Exercise directions =>
Looking at the listing below, retype exactly the lines starting at the one containing "pub const BAND_R: u8 = 2;" and ending at the one containing "pub const OBJECTS_EXTENSION: &str", both included, and nothing else.

Data in this exercise =>
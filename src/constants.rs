//! # Constants and type definitions for lcindex
//!
//! This module centralizes the **unit conversions**, **default tolerances**, **artifact naming**
//! and **common type aliases** used throughout the crate.
//!
//! ## Overview
//!
//! - Angle conversions (degrees ↔ radians ↔ arcseconds)
//! - Default sibling matching tolerance
//! - Photometric zero point used for magnitude ↔ flux conversions
//! - File extensions of the persisted artifacts derived from a raw lightcurve file
//! - Measurement channel (band) identifiers

// -------------------------------------------------------------------------------------------------
// Unit conversions
// -------------------------------------------------------------------------------------------------

/// Arcseconds per degree
pub const ARCSEC_PER_DEG: f64 = 3600.0;

/// Degrees → radians
pub const RADEG: f64 = std::f64::consts::PI / 180.0;

/// Arcseconds → radians
pub const RADSEC: f64 = std::f64::consts::PI / 648000.0;

// -------------------------------------------------------------------------------------------------
// Type aliases
// -------------------------------------------------------------------------------------------------

/// Angle in degrees
pub type Degree = f64;
/// Angle in arcseconds
pub type ArcSec = f64;
/// Angle in radians
pub type Radian = f64;
/// Heliocentric Modified Julian Date (days)
pub type HMJD = f64;
/// Byte position of a record header inside its raw lightcurve file
pub type ByteOffset = u64;

// -------------------------------------------------------------------------------------------------
// Matching and photometry defaults
// -------------------------------------------------------------------------------------------------

/// Default angular tolerance for sibling matching, in arcseconds.
pub const DEFAULT_TOLERANCE_ARCSEC: ArcSec = 2.0;

/// Photometric zero point used by the magnitude ↔ flux conversions.
pub const DEFAULT_ZERO_POINT: f64 = 22.0;

// -------------------------------------------------------------------------------------------------
// Measurement channels
// -------------------------------------------------------------------------------------------------

/// Band identifier of the g filter.
pub const BAND_G: u8 = 1;
/// Band identifier of the r filter.
pub const BAND_R: u8 = 2;
/// Band identifier of the i filter.
pub const BAND_I: u8 = 3;

// -------------------------------------------------------------------------------------------------
// Artifact naming
// -------------------------------------------------------------------------------------------------

/// Extension of the Object Index file.
pub const OBJECTS_EXTENSION: &str = "objects";
/// Extension of the Spatial Index file.
pub const RADEC_MAP_EXTENSION: &str = "radec_map";
/// Extension of the Sibling Cache file.
pub const SIBLINGS_EXTENSION: &str = "siblings";
/// Extension of the advisory lock file guarding the Sibling Cache.
pub const SIBLINGS_LOCK_EXTENSION: &str = "siblings.lock";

Result =>
pub const BAND_R: u8 = 2;
/// Band identifier of the i filter.
pub const BAND_I: u8 = 3;

// -------------------------------------------------------------------------------------------------
// Artifact naming
// -------------------------------------------------------------------------------------------------

/// Extension of the Object Index file.
pub const OBJECTS_EXTENSION: &str = "objects";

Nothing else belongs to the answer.